Daryl Davis knows about the power of change not just through conversation but also through music. He initially gained recognition as a jazz, blues and rock & roll musician performing with notable artists like Chuck Berry and many others. However, Davis is more widely known for his efforts to fight racism by engaging members of the Ku Klux Klan (KKK) and convincing dozens of Klansmen to leave and denounce the hate group.

On September 10, “To Life, L’Chaim — The Power of Conversation” takes place at the Wright Center on the Samford University campus, 800 Lakeshore Drive and will include a panel with Davis as well as music, spoken word and a community choir.

“I will be with a very good friend of mine who is a former Neo-Nazi and we will be talking about what causes people to get into these movements, how we can get them out of these movements, and how we can need to address these things,” Davis told The Times.

The program benefits the Alabama Holocaust Education Center.

Davis’s efforts deal with combatting hatred, promoting understanding, and preventing atrocities born out of prejudice and bigotry. He traces his work to an incident that happened when he was 10 years old.

Lessons In Race

Born in Chicago, Illinois, Davis spent much of his childhood living in various foreign countries and learned about the diversity of cultures. His parents, Bill and Iris Davis, served as foreign officers.

“They would get assigned to the American Embassy in a foreign country for two years, and then come back home in the States for a year or so and then you [would] get reassigned to another country,” he said. “Back and forth were the formative years of my life, starting at the age of 3 in 1961.”

“I did kindergarten, first, third, fifth and seventh grade in different countries. My classmates were from all over the world. The person sitting to my right would be from Nigeria, and the person in front of me was from Japan. The one behind me was from France, and to my left maybe Germany.”
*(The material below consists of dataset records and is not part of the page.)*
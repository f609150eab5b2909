//! Incident deduplication: cooldown, occurrence counting, and
//! escalation-triggered silencing.

use crate::classify::{Incident, IncidentKey};
use std::collections::HashMap;
use std::sync::{Mutex, MutexGuard};
use std::time::{Duration, Instant};
use tokio_util::sync::CancellationToken;
use tracing::{debug, warn};

const SWEEP_PERIOD: Duration = Duration::from_secs(60);

/// Per-key temporal state. Owned exclusively by the gate; deleted by the
/// periodic sweep once stale.
#[derive(Debug, Clone)]
struct IncidentRecord {
    first_seen: Instant,
    last_seen: Instant,
    occurrence_count: u32,
    silenced: bool,
    silenced_until: Instant,
}

impl IncidentRecord {
    fn new(now: Instant) -> Self {
        Self {
            first_seen: now,
            last_seen: now,
            occurrence_count: 0,
            silenced: false,
            silenced_until: now,
        }
    }
}

/// Decides whether a classified incident should propagate to dispatch.
///
/// Guarantees at most one `true` per incident key per cooldown window, even
/// under concurrent calls for the same key: the whole read-modify-write runs
/// inside one critical section. Repeated rapid recurrences past the
/// escalation threshold silence the key entirely for `silence_duration`.
pub struct DedupGate {
    records: Mutex<HashMap<IncidentKey, IncidentRecord>>,
    cooldown: Duration,
    escalation_enabled: bool,
    escalation_threshold: u32,
    silence_duration: Duration,
}

impl DedupGate {
    pub fn new(
        cooldown: Duration,
        escalation_enabled: bool,
        escalation_threshold: u32,
        silence_duration: Duration,
    ) -> Self {
        Self {
            records: Mutex::new(HashMap::new()),
            cooldown,
            escalation_enabled,
            escalation_threshold,
            silence_duration,
        }
    }

    /// True when this occurrence should trigger a diagnostic dispatch.
    pub fn should_trigger(&self, incident: &Incident) -> bool {
        self.should_trigger_at(incident, Instant::now())
    }

    /// Clock-explicit variant of [`should_trigger`](Self::should_trigger).
    pub fn should_trigger_at(&self, incident: &Incident, now: Instant) -> bool {
        let key = incident.key();
        let mut records = self.lock_records();
        let record = records
            .entry(key.clone())
            .or_insert_with(|| IncidentRecord::new(now));

        if record.silenced && now < record.silenced_until {
            debug!(
                %key,
                occurrences = record.occurrence_count,
                "incident silenced, suppressing"
            );
            return false;
        }

        // A fresh record (count 0) always triggers; otherwise a repeat
        // within the cooldown window is counted and suppressed.
        if record.occurrence_count > 0
            && now.saturating_duration_since(record.last_seen) < self.cooldown
        {
            record.occurrence_count += 1;
            record.last_seen = now;

            if self.escalation_enabled && record.occurrence_count >= self.escalation_threshold {
                record.silenced = true;
                record.silenced_until = now + self.silence_duration;
                warn!(
                    %key,
                    occurrences = record.occurrence_count,
                    silence_secs = self.silence_duration.as_secs(),
                    "incident escalated, silencing"
                );
            } else {
                debug!(
                    %key,
                    occurrences = record.occurrence_count,
                    "incident within cooldown, suppressing"
                );
            }
            return false;
        }

        record.last_seen = now;
        record.occurrence_count = 1;
        record.silenced = false;
        true
    }

    /// Delete stale records, returning how many were removed.
    ///
    /// A record goes when its cooldown activity is well past (2x cooldown),
    /// or -- if it was silenced -- once both the silence window and a full
    /// cooldown of inactivity have elapsed. A key deleted here simply starts
    /// over as a first occurrence if it recurs.
    pub fn sweep(&self) -> usize {
        self.sweep_at(Instant::now())
    }

    /// Clock-explicit variant of [`sweep`](Self::sweep).
    pub fn sweep_at(&self, now: Instant) -> usize {
        let cooldown = self.cooldown;
        let mut records = self.lock_records();
        let before = records.len();
        records.retain(|_, r| {
            let idle = now.saturating_duration_since(r.last_seen);
            if r.silenced {
                !(now >= r.silenced_until && idle > cooldown)
            } else {
                idle <= cooldown * 2
            }
        });
        before - records.len()
    }

    /// Number of keys currently tracked.
    pub fn tracked(&self) -> usize {
        self.lock_records().len()
    }

    /// Sweep on a fixed period until cancelled. Spawned alongside the gate
    /// and stopped with it, so tests can instead call `sweep_at` directly.
    pub async fn run_sweeper(self: std::sync::Arc<Self>, cancel: CancellationToken) {
        let mut interval = tokio::time::interval(SWEEP_PERIOD);
        interval.tick().await;
        loop {
            tokio::select! {
                _ = cancel.cancelled() => break,
                _ = interval.tick() => {
                    let removed = self.sweep();
                    if removed > 0 {
                        debug!(removed, remaining = self.tracked(), "swept stale incident records");
                    }
                }
            }
        }
        debug!("incident record sweeper stopped");
    }

    fn lock_records(&self) -> MutexGuard<'_, HashMap<IncidentKey, IncidentRecord>> {
        // A poisoned lock only means another caller panicked mid-update;
        // the map itself is still usable.
        self.records
            .lock()
            .unwrap_or_else(std::sync::PoisonError::into_inner)
    }

    #[cfg(test)]
    fn record(&self, key: &IncidentKey) -> Option<IncidentRecord> {
        self.lock_records().get(key).cloned()
    }
}

#[cfg(test)]
mod tests {
    use super::*;
    use crate::classify::IncidentType;

    const MIN: Duration = Duration::from_secs(60);

    fn incident(pod: &str) -> Incident {
        Incident {
            pod_name: pod.into(),
            namespace: "prod".into(),
            container_name: "app".into(),
            incident_type: IncidentType::CrashLoop,
            reason: "CrashLoopBackOff".into(),
            message: "back-off restarting".into(),
        }
    }

    fn gate(cooldown: Duration, escalation: bool, threshold: u32, silence: Duration) -> DedupGate {
        DedupGate::new(cooldown, escalation, threshold, silence)
    }

    #[test]
    fn first_occurrence_triggers() {
        let g = gate(5 * MIN, true, 10, 60 * MIN);
        assert!(g.should_trigger_at(&incident("a"), Instant::now()));
    }

    #[test]
    fn repeat_within_cooldown_is_suppressed() {
        let g = gate(5 * MIN, false, 0, Duration::ZERO);
        let t0 = Instant::now();
        assert!(g.should_trigger_at(&incident("a"), t0));
        assert!(!g.should_trigger_at(&incident("a"), t0 + MIN));
        assert!(!g.should_trigger_at(&incident("a"), t0 + 2 * MIN));
    }

    #[test]
    fn triggers_are_spaced_at_least_one_cooldown_apart() {
        let g = gate(5 * MIN, false, 0, Duration::ZERO);
        let t0 = Instant::now();
        let mut last_true = None;
        for m in 0..30u32 {
            let now = t0 + m * MIN;
            if g.should_trigger_at(&incident("a"), now) {
                if let Some(prev) = last_true {
                    assert!(now.duration_since(prev) >= 5 * MIN);
                }
                last_true = Some(now);
            }
        }
        assert!(last_true.is_some());
    }

    #[test]
    fn distinct_keys_are_independent() {
        let g = gate(5 * MIN, false, 0, Duration::ZERO);
        let t0 = Instant::now();
        assert!(g.should_trigger_at(&incident("a"), t0));
        assert!(g.should_trigger_at(&incident("b"), t0));
        assert_eq!(g.tracked(), 2);
    }

    #[test]
    fn escalation_silences_after_threshold() {
        let g = gate(5 * MIN, true, 3, 60 * MIN);
        let t0 = Instant::now();
        let inc = incident("a");

        assert!(g.should_trigger_at(&inc, t0)); // count 1
        assert!(!g.should_trigger_at(&inc, t0 + MIN)); // count 2
        assert!(!g.should_trigger_at(&inc, t0 + 2 * MIN)); // count 3, silenced

        let record = g.record(&inc.key()).unwrap();
        assert!(record.silenced);
        assert_eq!(record.occurrence_count, 3);

        // Fully suppressed while silenced, even past the cooldown.
        assert!(!g.should_trigger_at(&inc, t0 + 30 * MIN));

        // Silence window (until t0+62m) has passed: triggers again, reset.
        assert!(g.should_trigger_at(&inc, t0 + 63 * MIN));
        let record = g.record(&inc.key()).unwrap();
        assert!(!record.silenced);
        assert_eq!(record.occurrence_count, 1);
    }

    #[test]
    fn escalation_disabled_never_silences() {
        let g = gate(5 * MIN, false, 2, 60 * MIN);
        let t0 = Instant::now();
        let inc = incident("a");
        assert!(g.should_trigger_at(&inc, t0));
        for m in 1..10u32 {
            assert!(!g.should_trigger_at(&inc, t0 + m * MIN));
        }
        assert!(!g.record(&inc.key()).unwrap().silenced);
        // Cooldown elapsed since last repeat: triggers again.
        assert!(g.should_trigger_at(&inc, t0 + 15 * MIN));
    }

    #[test]
    fn sweep_keeps_recently_seen_records() {
        let g = gate(5 * MIN, false, 0, Duration::ZERO);
        let t0 = Instant::now();
        g.should_trigger_at(&incident("a"), t0);

        // Within 2x cooldown: never deleted.
        assert_eq!(g.sweep_at(t0 + 9 * MIN), 0);
        assert_eq!(g.tracked(), 1);

        // Past 2x cooldown: gone.
        assert_eq!(g.sweep_at(t0 + 11 * MIN), 1);
        assert_eq!(g.tracked(), 0);
    }

    #[test]
    fn sweep_keeps_silenced_records_until_silence_elapses() {
        let g = gate(5 * MIN, true, 2, 60 * MIN);
        let t0 = Instant::now();
        let inc = incident("a");
        g.should_trigger_at(&inc, t0);
        g.should_trigger_at(&inc, t0 + MIN); // count 2, silenced until t0+61m

        // Silenced and window still open: kept even though idle > 2x cooldown.
        assert_eq!(g.sweep_at(t0 + 30 * MIN), 0);
        assert_eq!(g.tracked(), 1);

        // Window elapsed and idle past cooldown: deleted.
        assert_eq!(g.sweep_at(t0 + 62 * MIN), 1);
        assert_eq!(g.tracked(), 0);
    }

    #[test]
    fn deleted_key_restarts_as_first_occurrence() {
        let g = gate(5 * MIN, false, 0, Duration::ZERO);
        let t0 = Instant::now();
        let inc = incident("a");
        assert!(g.should_trigger_at(&inc, t0));
        g.sweep_at(t0 + 11 * MIN);
        assert!(g.should_trigger_at(&inc, t0 + 12 * MIN));
        assert_eq!(g.record(&inc.key()).unwrap().occurrence_count, 1);
    }

    #[test]
    fn first_seen_survives_repeats() {
        let g = gate(5 * MIN, false, 0, Duration::ZERO);
        let t0 = Instant::now();
        let inc = incident("a");
        g.should_trigger_at(&inc, t0);
        g.should_trigger_at(&inc, t0 + MIN);
        let record = g.record(&inc.key()).unwrap();
        assert_eq!(record.first_seen, t0);
        assert_eq!(record.last_seen, t0 + MIN);
    }

    #[test]
    fn concurrent_first_observations_trigger_exactly_once() {
        use std::sync::Arc;

        let g = Arc::new(gate(5 * MIN, false, 0, Duration::ZERO));
        let now = Instant::now();
        let barrier = Arc::new(std::sync::Barrier::new(32));

        let handles: Vec<_> = (0..32)
            .map(|_| {
                let g = Arc::clone(&g);
                let barrier = Arc::clone(&barrier);
                std::thread::spawn(move || {
                    barrier.wait();
                    g.should_trigger_at(&incident("a"), now)
                })
            })
            .collect();

        let triggered = handles
            .into_iter()
            .map(|h| h.join().unwrap())
            .filter(|&t| t)
            .count();
        assert_eq!(triggered, 1);
        assert_eq!(g.record(&incident("a").key()).unwrap().occurrence_count, 32);
    }

    // End-to-end timeline from the operational defaults:
    // cooldown 5m, escalation threshold 3, silence 60m.
    #[test]
    fn crash_loop_storm_timeline() {
        let g = gate(5 * MIN, true, 3, 60 * MIN);
        let t0 = Instant::now();
        let inc = incident("podA");

        assert!(g.should_trigger_at(&inc, t0));
        assert!(!g.should_trigger_at(&inc, t0 + MIN));
        assert!(!g.should_trigger_at(&inc, t0 + 2 * MIN)); // silenced until t0+62m
        assert!(!g.should_trigger_at(&inc, t0 + 30 * MIN));
        assert!(g.should_trigger_at(&inc, t0 + 63 * MIN));
        assert_eq!(g.record(&inc.key()).unwrap().occurrence_count, 1);
    }
}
He learned his earliest lesson about race on American soil, he said.

“Around or under the age of 10.  I was one of two Black kids in the entire school Payson Park Elementary School (which no longer exists) in Belmont, Massachusetts. There was a little Black girl in 2nd grade, but I was in 4th grade, so of course my friends are 4th and 5th graders, and they were white.
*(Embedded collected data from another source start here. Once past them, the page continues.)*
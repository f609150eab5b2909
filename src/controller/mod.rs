//! Reconciliation loop: watch notifications in, diagnostic dispatches out.

use crate::classify::{classify, EventPolicy};
use crate::dispatch::Dispatcher;
use crate::gate::DedupGate;
use crate::watch::{PodSnapshot, PodWatcher};
use anyhow::{bail, Context, Result};
use std::sync::Arc;
use tokio_util::sync::CancellationToken;
use tracing::{error, info};

/// Drives the classify -> gate -> dispatch pipeline over a pod watch stream.
///
/// Notifications may be duplicated or out of order; each one is classified
/// from its own snapshot, so stale or repeated deliveries at worst hit the
/// gate's cooldown. Dispatch is fire-and-forget: the loop never waits on it
/// and never retries a failure (the next cooldown-expired recurrence of the
/// underlying problem retries naturally).
pub struct Controller<D> {
    policy: EventPolicy,
    gate: Arc<DedupGate>,
    dispatcher: Arc<D>,
}

impl<D: Dispatcher + 'static> Controller<D> {
    pub fn new(policy: EventPolicy, gate: Arc<DedupGate>, dispatcher: Arc<D>) -> Self {
        Self {
            policy,
            gate,
            dispatcher,
        }
    }

    /// Run until the cancellation token fires. Blocks on the watcher's
    /// initial synchronization first; a sync failure is fatal.
    pub async fn run<W: PodWatcher>(
        &self,
        watcher: &mut W,
        cancel: CancellationToken,
    ) -> Result<()> {
        watcher
            .wait_for_sync()
            .await
            .context("pod watch synchronization failed")?;
        info!("controller ready, watching for pod incidents");

        loop {
            tokio::select! {
                _ = cancel.cancelled() => {
                    info!("controller shutting down");
                    return Ok(());
                }
                update = watcher.next() => match update {
                    Some(pod) => self.handle_update(&pod),
                    None => bail!("pod watch stream closed unexpectedly"),
                }
            }
        }
    }

    /// Process one pod notification. Safe to call concurrently; the gate
    /// serializes per-key decisions internally.
    pub fn handle_update(&self, pod: &PodSnapshot) {
        let Some(incident) = classify(pod, &self.policy) else {
            return;
        };

        info!(
            incident_type = %incident.incident_type,
            pod = %incident.pod_name,
            namespace = %incident.namespace,
            reason = %incident.reason,
            "incident detected"
        );

        if !self.gate.should_trigger(&incident) {
            return;
        }

        let dispatcher = Arc::clone(&self.dispatcher);
        tokio::spawn(async move {
            if let Err(e) = dispatcher.dispatch(&incident).await {
                error!(
                    error = %e,
                    pod = %incident.pod_name,
                    namespace = %incident.namespace,
                    "failed to dispatch diagnostic job"
                );
            }
        });
    }
}
//! Configuration -- loaded once at startup from a TOML file plus a small
//! set of environment variables, then passed by reference into the
//! components. Core logic never reads the environment itself.

use crate::classify::EventPolicy;
use crate::llm::Provider;
use serde::Deserialize;
use std::collections::HashMap;
use std::path::Path;
use std::time::Duration;
use thiserror::Error;

#[derive(Debug, Error)]
pub enum ConfigError {
    #[error("failed to read config file: {0}")]
    Io(#[from] std::io::Error),
    #[error("invalid config file: {0}")]
    Parse(#[from] toml::de::Error),
    #[error("unsupported llm provider: {0}")]
    UnknownProvider(String),
}

#[derive(Debug, Clone, Default, Deserialize)]
#[serde(default)]
pub struct Config {
    pub watch: WatchConfig,
    pub events: EventPolicy,
    pub tracker: TrackerConfig,
    pub llm: LlmConfig,
    pub slack: SlackConfig,
    pub analyzer: AnalyzerConfig,
}

impl Config {
    /// Load from a TOML file and apply environment overrides
    /// (`WATCH_NAMESPACE`). Validates the LLM provider name.
    pub fn load(path: impl AsRef<Path>) -> Result<Self, ConfigError> {
        let raw = std::fs::read_to_string(path)?;
        let mut config: Config = toml::from_str(&raw)?;

        if let Ok(ns) = std::env::var("WATCH_NAMESPACE") {
            if !ns.is_empty() {
                config.watch.namespace = ns;
            }
        }

        config
            .llm
            .provider
            .parse::<Provider>()
            .map_err(|_| ConfigError::UnknownProvider(config.llm.provider.clone()))?;

        Ok(config)
    }
}

#[derive(Debug, Clone, Deserialize)]
#[serde(default)]
pub struct WatchConfig {
    pub namespace: String,
}

impl Default for WatchConfig {
    fn default() -> Self {
        Self {
            namespace: "default".into(),
        }
    }
}

/// Deduplication gate parameters.
#[derive(Debug, Clone, Deserialize)]
#[serde(default)]
pub struct TrackerConfig {
    pub cooldown_minutes: u64,
    pub escalation_enabled: bool,
    pub escalation_threshold: u32,
    pub silence_duration_minutes: u64,
}

impl Default for TrackerConfig {
    fn default() -> Self {
        Self {
            cooldown_minutes: 5,
            escalation_enabled: true,
            escalation_threshold: 10,
            silence_duration_minutes: 60,
        }
    }
}

impl TrackerConfig {
    pub fn cooldown(&self) -> Duration {
        Duration::from_secs(self.cooldown_minutes * 60)
    }

    pub fn silence_duration(&self) -> Duration {
        Duration::from_secs(self.silence_duration_minutes * 60)
    }
}

#[derive(Debug, Clone, Deserialize)]
#[serde(default)]
pub struct LlmConfig {
    pub provider: String,
    pub max_tokens: u32,
    /// Per-provider model overrides, e.g. `claude = "claude-3-5-sonnet-latest"`.
    pub model: HashMap<String, String>,
}

impl Default for LlmConfig {
    fn default() -> Self {
        Self {
            provider: "claude".into(),
            max_tokens: 1024,
            model: HashMap::new(),
        }
    }
}

impl LlmConfig {
    /// Configured model for a provider, falling back to its default.
    pub fn model_for(&self, provider: Provider) -> String {
        self.model
            .get(provider.name())
            .cloned()
            .unwrap_or_else(|| provider.default_model().to_string())
    }
}

#[derive(Debug, Clone, Default, Deserialize)]
#[serde(default)]
pub struct SlackConfig {
    pub enabled: bool,
    pub channel: String,
}

#[derive(Debug, Clone, Deserialize)]
#[serde(default)]
pub struct AnalyzerConfig {
    /// Namespace the analysis Jobs are created in.
    pub namespace: String,
    pub image: String,
    pub ttl_seconds_after_finished: u32,
    pub resources: ResourcesConfig,
}

impl Default for AnalyzerConfig {
    fn default() -> Self {
        Self {
            namespace: "default".into(),
            image: "ghcr.io/podtriage/podtriage:latest".into(),
            ttl_seconds_after_finished: 300,
            resources: ResourcesConfig::default(),
        }
    }
}

#[derive(Debug, Clone, Deserialize)]
#[serde(default)]
pub struct ResourcesConfig {
    pub requests: ResourceSpec,
    pub limits: ResourceSpec,
}

impl Default for ResourcesConfig {
    fn default() -> Self {
        Self {
            requests: ResourceSpec {
                cpu: "100m".into(),
                memory: "128Mi".into(),
            },
            limits: ResourceSpec {
                cpu: "500m".into(),
                memory: "512Mi".into(),
            },
        }
    }
}

#[derive(Debug, Clone, Deserialize)]
pub struct ResourceSpec {
    pub cpu: String,
    pub memory: String,
}

/// Credentials sourced from the environment at startup, never from the
/// config file.
#[derive(Debug, Clone, Default)]
pub struct Secrets {
    pub llm_api_key: String,
    pub slack_webhook: String,
}

impl Secrets {
    pub fn from_env() -> Self {
        Self {
            llm_api_key: std::env::var("LLM_API_KEY").unwrap_or_default(),
            slack_webhook: std::env::var("SLACK_WEBHOOK_URL").unwrap_or_default(),
        }
    }
}
//! Failure-signature classification for pod snapshots.

use crate::watch::PodSnapshot;
use serde::Deserialize;
use std::fmt;
use std::str::FromStr;

/// Recognized failure patterns. Closed set: a new variant requires a
/// matching enablement flag in [`EventPolicy`].
#[derive(Debug, Clone, Copy, PartialEq, Eq, Hash)]
pub enum IncidentType {
    CrashLoop,
    ImagePullFailure,
    HealthCheckFailure,
    OomKilled,
}

impl fmt::Display for IncidentType {
    fn fmt(&self, f: &mut fmt::Formatter<'_>) -> fmt::Result {
        match self {
            IncidentType::CrashLoop => write!(f, "CrashLoop"),
            IncidentType::ImagePullFailure => write!(f, "ImagePullFailure"),
            IncidentType::HealthCheckFailure => write!(f, "HealthCheckFailure"),
            IncidentType::OomKilled => write!(f, "OOMKilled"),
        }
    }
}

impl FromStr for IncidentType {
    type Err = String;

    fn from_str(s: &str) -> Result<Self, Self::Err> {
        match s {
            "CrashLoop" => Ok(IncidentType::CrashLoop),
            "ImagePullFailure" => Ok(IncidentType::ImagePullFailure),
            "HealthCheckFailure" => Ok(IncidentType::HealthCheckFailure),
            "OOMKilled" => Ok(IncidentType::OomKilled),
            other => Err(format!("unknown incident type: {other}")),
        }
    }
}

/// Which incident types the classifier is allowed to emit.
#[derive(Debug, Clone, Deserialize)]
#[serde(default)]
pub struct EventPolicy {
    pub crash_loop: bool,
    pub image_pull_failure: bool,
    pub health_check_failure: bool,
    pub oom_killed: bool,
}

impl Default for EventPolicy {
    fn default() -> Self {
        Self {
            crash_loop: true,
            image_pull_failure: true,
            health_check_failure: true,
            oom_killed: true,
        }
    }
}

impl EventPolicy {
    pub fn enabled(&self, incident_type: IncidentType) -> bool {
        match incident_type {
            IncidentType::CrashLoop => self.crash_loop,
            IncidentType::ImagePullFailure => self.image_pull_failure,
            IncidentType::HealthCheckFailure => self.health_check_failure,
            IncidentType::OomKilled => self.oom_killed,
        }
    }
}

/// One detected occurrence of a failure pattern. Created fresh on every
/// classification pass, never mutated.
#[derive(Debug, Clone, PartialEq, Eq)]
pub struct Incident {
    pub pod_name: String,
    pub namespace: String,
    /// Empty when the incident is pod-scoped rather than container-scoped.
    pub container_name: String,
    pub incident_type: IncidentType,
    pub reason: String,
    pub message: String,
}

impl Incident {
    pub fn key(&self) -> IncidentKey {
        IncidentKey {
            namespace: self.namespace.clone(),
            pod_name: self.pod_name.clone(),
            incident_type: self.incident_type,
        }
    }
}

/// Identity used to correlate repeated observations of the same ongoing
/// problem. Container name and diagnostic text are deliberately excluded.
#[derive(Debug, Clone, PartialEq, Eq, Hash)]
pub struct IncidentKey {
    pub namespace: String,
    pub pod_name: String,
    pub incident_type: IncidentType,
}

impl fmt::Display for IncidentKey {
    fn fmt(&self, f: &mut fmt::Formatter<'_>) -> fmt::Result {
        write!(f, "{}/{}/{}", self.namespace, self.pod_name, self.incident_type)
    }
}

/// Classify one pod snapshot against the enablement policy.
///
/// Pure function of its inputs; at most one incident per invocation, the
/// first qualifying condition in precedence order:
///
/// 1. pod phase `Failed` -> CrashLoop (pod-scoped);
/// 2. first container waiting on `CrashLoopBackOff` -> CrashLoop, or on
///    `ImagePullBackOff` / `ErrImagePull` -> ImagePullFailure;
/// 3. first container terminated with `OOMKilled` -> OOMKilled.
///
/// A condition whose type is disabled by the policy does not qualify; a
/// disabled `Failed` phase emits nothing at all.
pub fn classify(pod: &PodSnapshot, policy: &EventPolicy) -> Option<Incident> {
    let status = &pod.status;

    if status.phase.as_deref() == Some("Failed") {
        if !policy.enabled(IncidentType::CrashLoop) {
            return None;
        }
        return Some(Incident {
            pod_name: pod.metadata.name.clone(),
            namespace: pod.metadata.namespace.clone(),
            container_name: String::new(),
            incident_type: IncidentType::CrashLoop,
            reason: status.reason.clone().unwrap_or_default(),
            message: status.message.clone().unwrap_or_default(),
        });
    }

    for container in &status.container_statuses {
        let Some(waiting) = &container.state.waiting else {
            continue;
        };
        let incident_type = match waiting.reason.as_deref() {
            Some("CrashLoopBackOff") => IncidentType::CrashLoop,
            Some("ImagePullBackOff") | Some("ErrImagePull") => IncidentType::ImagePullFailure,
            _ => continue,
        };
        if !policy.enabled(incident_type) {
            continue;
        }
        return Some(Incident {
            pod_name: pod.metadata.name.clone(),
            namespace: pod.metadata.namespace.clone(),
            container_name: container.name.clone(),
            incident_type,
            reason: waiting.reason.clone().unwrap_or_default(),
            message: waiting.message.clone().unwrap_or_default(),
        });
    }

    for container in &status.container_statuses {
        let Some(terminated) = &container.state.terminated else {
            continue;
        };
        if terminated.reason.as_deref() == Some("OOMKilled")
            && policy.enabled(IncidentType::OomKilled)
        {
            return Some(Incident {
                pod_name: pod.metadata.name.clone(),
                namespace: pod.metadata.namespace.clone(),
                container_name: container.name.clone(),
                incident_type: IncidentType::OomKilled,
                reason: terminated.reason.clone().unwrap_or_default(),
                message: terminated.message.clone().unwrap_or_default(),
            });
        }
    }

    None
}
“My male friends, many of them were members of the Cub Scouts, invited me to join, and so I did. This is 1968. I was the only Black Cub Scout in the area, and one time during a parade, some people threw rocks and bottles at me while I was marching with the Scouts it wasn’t everybody. Just four or five people out of a large crowd.”

(The Patriot Parade occurs between Lexington and Concord, Massachusetts and commemorates the route Paul Revere rode to alert Minuteman of the approach of British troops.)

Davis said he initially thought the people throwing objects didn’t like the scouts. “I didn’t realize I was the only scout that they were throwing things at …” he said.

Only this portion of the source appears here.